Understanding that this is all just part of the process of becoming more conscious and aware of my path, and my choices and the impact of those choices, has been soothing. Each day that I allow myself to experience the full spectrum of emotions that live and breathe inside of me, I feel more and more connected to a deeply creative, honest and all accepting energy.
It still astounds me how easy it is to get distracted and forget, the simplicity of the hearts message, “Love and be loved”
The moment I realize that my gift in this life time is to Love and be loved, and to share this wisdom with others, my entire being relaxes, my mind ceases its talking momentarily, and I feel inspired to be more of who I really am, and less of who I think I “should” be.
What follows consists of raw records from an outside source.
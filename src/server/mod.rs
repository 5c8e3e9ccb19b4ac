pub mod config;

use thiserror::Error;

/// Fatal initialization failures. The process must exit without binding the
/// listener when any of these occur.
#[derive(Error, Debug)]
pub enum StartupError {
    #[error("configuration error: {0}")]
    Config(#[from] config::ConfigError),
    #[error("classifier artifact error: {0}")]
    Model(#[from] crate::model::ModelError),
    #[error("database error: {0}")]
    Database(#[from] sqlx::Error),
    #[error("template error: {0}")]
    Templates(#[from] tera::Error),
    #[error("i/o error: {0}")]
    Io(#[from] std::io::Error),
}
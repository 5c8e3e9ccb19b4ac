use axum::http::StatusCode;
use axum::response::{Html, IntoResponse, Response};
use thiserror::Error;

use crate::services::prediction_pipeline::PipelineError;

/// Errors surfaced to the browser. Only [`AppError::user_message`] is ever
/// rendered; internal detail stays in the logs.
#[derive(Error, Debug)]
pub enum AppError {
    #[error("invalid input: {0}")]
    InvalidInput(String),
    #[error("model contract violation")]
    ModelContract,
    #[error("template rendering failed: {0}")]
    Render(#[from] tera::Error),
}

impl AppError {
    pub fn status(&self) -> StatusCode {
        match self {
            AppError::InvalidInput(_) => StatusCode::BAD_REQUEST,
            AppError::ModelContract | AppError::Render(_) => StatusCode::INTERNAL_SERVER_ERROR,
        }
    }

    /// Message safe to show an end user.
    pub fn user_message(&self) -> String {
        match self {
            AppError::InvalidInput(message) => message.clone(),
            AppError::ModelContract => {
                "The prediction service returned an unexpected result. Please try again later."
                    .to_string()
            }
            AppError::Render(_) => "An error occurred while processing your request.".to_string(),
        }
    }
}

impl From<PipelineError> for AppError {
    fn from(err: PipelineError) -> Self {
        match &err {
            PipelineError::MissingField { .. } | PipelineError::InvalidField { .. } => {
                AppError::InvalidInput(err.to_string())
            }
            PipelineError::ModelContract { .. } => AppError::ModelContract,
        }
    }
}

/// Last resort, used when the error view itself cannot be rendered.
impl IntoResponse for AppError {
    fn into_response(self) -> Response {
        let message = self.user_message();
        (
            self.status(),
            Html(format!(
                "<!DOCTYPE html><html><body><p>{message}</p></body></html>"
            )),
        )
            .into_response()
    }
}
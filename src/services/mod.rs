pub mod prediction_pipeline;
//! High-level database API. SQL lives here; the rest of the application
//! works with domain models and never sees the schema directly.

pub mod prediction_service;

pub use prediction_service::*;
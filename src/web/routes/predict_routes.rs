use std::collections::HashMap;
use std::sync::Arc;

use axum::Form;
use axum::extract::State;
use axum::response::{IntoResponse, Response};
use tera::Context;
use tracing::warn;

use crate::web::{AppState, error_page, render_page};

/// GET on the prediction endpoint shows the input form.
pub async fn predict_form(State(state): State<Arc<AppState>>) -> Response {
    let mut context = Context::new();
    context.insert("prediction_text", "");
    match render_page(&state, "index.html", &context) {
        Ok(html) => html.into_response(),
        Err(err) => error_page(&state, err),
    }
}

/// Runs the submission pipeline and renders the result view, or the error
/// view on any failure.
pub async fn predict(
    State(state): State<Arc<AppState>>,
    Form(fields): Form<HashMap<String, String>>,
) -> Response {
    match state.pipeline.handle_submission(&fields).await {
        Ok(outcome) => {
            let mut context = Context::new();
            context.insert("prediction_text", outcome.label.as_str());
            context.insert("record_id", &outcome.record_id);
            match render_page(&state, "result.html", &context) {
                Ok(html) => html.into_response(),
                Err(err) => error_page(&state, err),
            }
        }
        Err(err) => {
            warn!(error = %err, "Submission rejected.");
            error_page(&state, err.into())
        }
    }
}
I see this inner awakening happening in the lives of so many people around me, a softening into their heart space, and into what it is that brings them the deepest happiness. I also observe in myself and others a lot of struggle, anxiety and trepidation towards embracing this path fully, for to walk this path takes an -enormous- amount of courage, trust, faith and resiliency. There is nothing more challenging than consciously moving into the depths of your own inner space, and learning how to acknowledge, honor, love and nourish all parts of it.
If we begin to let go of fearing change and actually welcome it into our lives as an opportunity to refine ourselves, then we are half way there. Resistance to what is, causes more frustration than the change itself, if we could learn to see the challenges as opportunities to grow, then we would learn how to embrace them and not turn from them.
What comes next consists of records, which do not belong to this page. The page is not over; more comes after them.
use std::env;
use std::net::SocketAddr;
use std::time::Duration;

use thiserror::Error;

const DEFAULT_PORT: u16 = 5000;
const DEFAULT_MODEL_PATH: &str = "model/classifier.json";
const DEFAULT_MAX_CONNECTIONS: u32 = 5;
const DEFAULT_STATEMENT_TIMEOUT_MS: u64 = 5_000;

#[derive(Error, Debug)]
pub enum ConfigError {
    #[error("{0} must be set")]
    Missing(&'static str),
    #[error("{0} is not valid: {1}")]
    Invalid(&'static str, String),
}

/// Environment-provided configuration. Database credentials have no
/// defaults; everything else falls back to a sensible value.
#[derive(Clone)]
pub struct ServerConfig {
    pub db_name: String,
    pub db_user: String,
    pub db_password: String,
    pub db_host: String,
    pub port: u16,
    pub model_path: String,
    pub db_max_connections: u32,
    pub db_statement_timeout: Duration,
}

impl ServerConfig {
    pub fn from_env() -> Result<Self, ConfigError> {
        Ok(ServerConfig {
            db_name: required("DB_NAME")?,
            db_user: required("DB_USER")?,
            db_password: required("DB_PASSWORD")?,
            db_host: required("DB_HOST")?,
            port: parsed("PORT", DEFAULT_PORT)?,
            model_path: env::var("MODEL_PATH").unwrap_or_else(|_| DEFAULT_MODEL_PATH.to_string()),
            db_max_connections: parsed("DB_MAX_CONNECTIONS", DEFAULT_MAX_CONNECTIONS)?,
            db_statement_timeout: Duration::from_millis(parsed(
                "DB_STATEMENT_TIMEOUT_MS",
                DEFAULT_STATEMENT_TIMEOUT_MS,
            )?),
        })
    }

    pub fn listen_addr(&self) -> SocketAddr {
        SocketAddr::from(([0, 0, 0, 0], self.port))
    }
}

fn required(name: &'static str) -> Result<String, ConfigError> {
    env::var(name).map_err(|_| ConfigError::Missing(name))
}

fn parsed<T: std::str::FromStr>(name: &'static str, default: T) -> Result<T, ConfigError> {
    match env::var(name) {
        Ok(raw) => raw
            .parse()
            .map_err(|_| ConfigError::Invalid(name, raw)),
        Err(_) => Ok(default),
    }
}

#[cfg(test)]
mod tests {
    use super::*;

    #[test]
    fn listen_addr_uses_configured_port() {
        let config = ServerConfig {
            db_name: "liverpre".into(),
            db_user: "postgres".into(),
            db_password: "postgres".into(),
            db_host: "localhost".into(),
            port: 8088,
            model_path: DEFAULT_MODEL_PATH.into(),
            db_max_connections: DEFAULT_MAX_CONNECTIONS,
            db_statement_timeout: Duration::from_millis(DEFAULT_STATEMENT_TIMEOUT_MS),
        };
        assert_eq!(config.listen_addr().to_string(), "0.0.0.0:8088");
    }
}
use serde::Serialize;
use sqlx::FromRow;

/// A stored screening outcome.
/// Corresponds to the `liverpre` table. Rows are written once per
/// successful submission and never updated or deleted.
#[derive(Debug, Clone, Serialize, FromRow)]
pub struct PredictionRecord {
    pub id: i32,
    pub age: f64,
    pub gender: i32,
    pub alcohol_intake: f64,
    pub bmi: f64,
    pub drug_use: i32,
    pub smoking_status: f64,
    pub stress_levels: f64,
    pub prediction: String,
}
Ha! easier said than done. I can tell you right now, I am learning how to practice this more and more each day, and it takes practice, effort and a commitment to see, hear, touch and taste each experience as if it were your first. With each new day comes another opportunity to understand that we are not our story, we are not the circumstances we find ourselves in, we are not our lifestyle, or our occupations, these are all just things that we have created. Who we are is beyond all of that, who we are is much more intricate and expansive than we ever imagined possible, who we are is love manifest in the physical, we come from the energy of love, we are sustained by the energy of love, and one day we will return to the vast totality of this Great Love.
When you devote time to getting quiet on the inside, you begin to hear the voice of your heart, the voice of possibility the voice of knowing.